▶ [Your instructions]: All lines from the first one in the listing below to the one holding "all) is valid.", inclusive, are to be copied exactly.

▶ [Data provided]:

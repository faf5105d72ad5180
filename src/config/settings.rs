//! Configuration sections
//!
//! - [`IdSettings`] - `[id]`, used by `trice update` and `trice zero`
//! - [`LogSettings`] - `[log]`, used by `trice log` and `trice check`
//!
//! Every field has a default, so a partial file (or none at all) is valid.

use crate::decoder::{Endianness, FrameFormat, NO_ENCRYPTION};
use crate::id::IdPolicy;
use crate::types::IdRange;
use serde::{Deserialize, Serialize};
use std::path::PathBuf;

/// Default queued chunks between receiver and decoder
pub const DEFAULT_CHANNEL_CAPACITY: usize = 64;

/// Default read size of the receiver
pub const DEFAULT_CHUNK_SIZE: usize = 4096;

// ==================== ID Settings ====================

/// `[id]` section
#[derive(Debug, Clone, PartialEq, Eq, Serialize, Deserialize)]
#[serde(default)]
pub struct IdSettings {
    /// Smallest allocatable ID
    pub min: u32,

    /// Largest allocatable ID
    pub max: u32,

    /// Width of the ID field on the wire, 16 or 32
    pub id_bits: u8,

    /// Allocation order of fresh IDs
    pub policy: IdPolicy,

    /// Format table file
    pub til: PathBuf,

    /// Location table file, `off` or `none` disables it
    pub li: PathBuf,

    /// Source trees, walked in this order
    pub sources: Vec<PathBuf>,

    /// Report without writing sources or the format table
    pub dry_run: bool,

    /// Write reused IDs into sharing call sites too
    pub share_rewrite: bool,
}

impl Default for IdSettings {
    fn default() -> Self {
        Self {
            min: IdRange::DEFAULT.min,
            max: IdRange::DEFAULT.max,
            id_bits: 16,
            policy: IdPolicy::Upward,
            til: PathBuf::from("til.json"),
            li: PathBuf::from("li.json"),
            sources: vec![PathBuf::from("./")],
            dry_run: false,
            share_rewrite: false,
        }
    }
}

impl IdSettings {
    /// The configured range
    pub fn range(&self) -> IdRange {
        IdRange::new(self.min, self.max)
    }

    /// Largest ID the wire ID field can carry
    pub fn wire_max(&self) -> Option<u32> {
        match self.id_bits {
            16 => Some(u16::MAX as u32),
            32 => Some(u32::MAX),
            _ => None,
        }
    }
}

// ==================== Log Settings ====================

/// `[log]` section
#[derive(Debug, Clone, PartialEq, Eq, Serialize, Deserialize)]
#[serde(default)]
pub struct LogSettings {
    /// How frame lengths are determined
    pub encoding: FrameFormat,

    /// Byte order of the device
    pub endianness: Endianness,

    /// Encryption pass-phrase, `none` disables decryption
    pub password: String,

    /// Host timestamp format (`LOCmicro`, `UTCmicro`, `off`, `zero` or literal text)
    pub timestamp: String,

    /// Text placed after the timestamp
    pub prefix: String,

    /// Text placed after each line
    pub suffix: String,

    /// Show the device timestamp column
    pub target_stamp: bool,

    pub channel_capacity: usize,

    pub chunk_size: usize,
}

impl Default for LogSettings {
    fn default() -> Self {
        Self {
            encoding: FrameFormat::TypeDerived,
            endianness: Endianness::Little,
            password: NO_ENCRYPTION.to_string(),
            timestamp: "LOCmicro".to_string(),
            prefix: String::new(),
            suffix: String::new(),
            target_stamp: false,
            channel_capacity: DEFAULT_CHANNEL_CAPACITY,
            chunk_size: DEFAULT_CHUNK_SIZE,
        }
    }
}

▶ [Answer area]:
repository faf5105d72ad5180
filename src/config/settings.rs
//! Configuration sections
//!
//! - [`IdSettings`] - `[id]`, used by `trice update` and `trice zero`
//! - [`LogSettings`] - `[log]`, used by `trice log` and `trice check`
//!
//! Every field has a default, so a partial file (or none at all) is valid.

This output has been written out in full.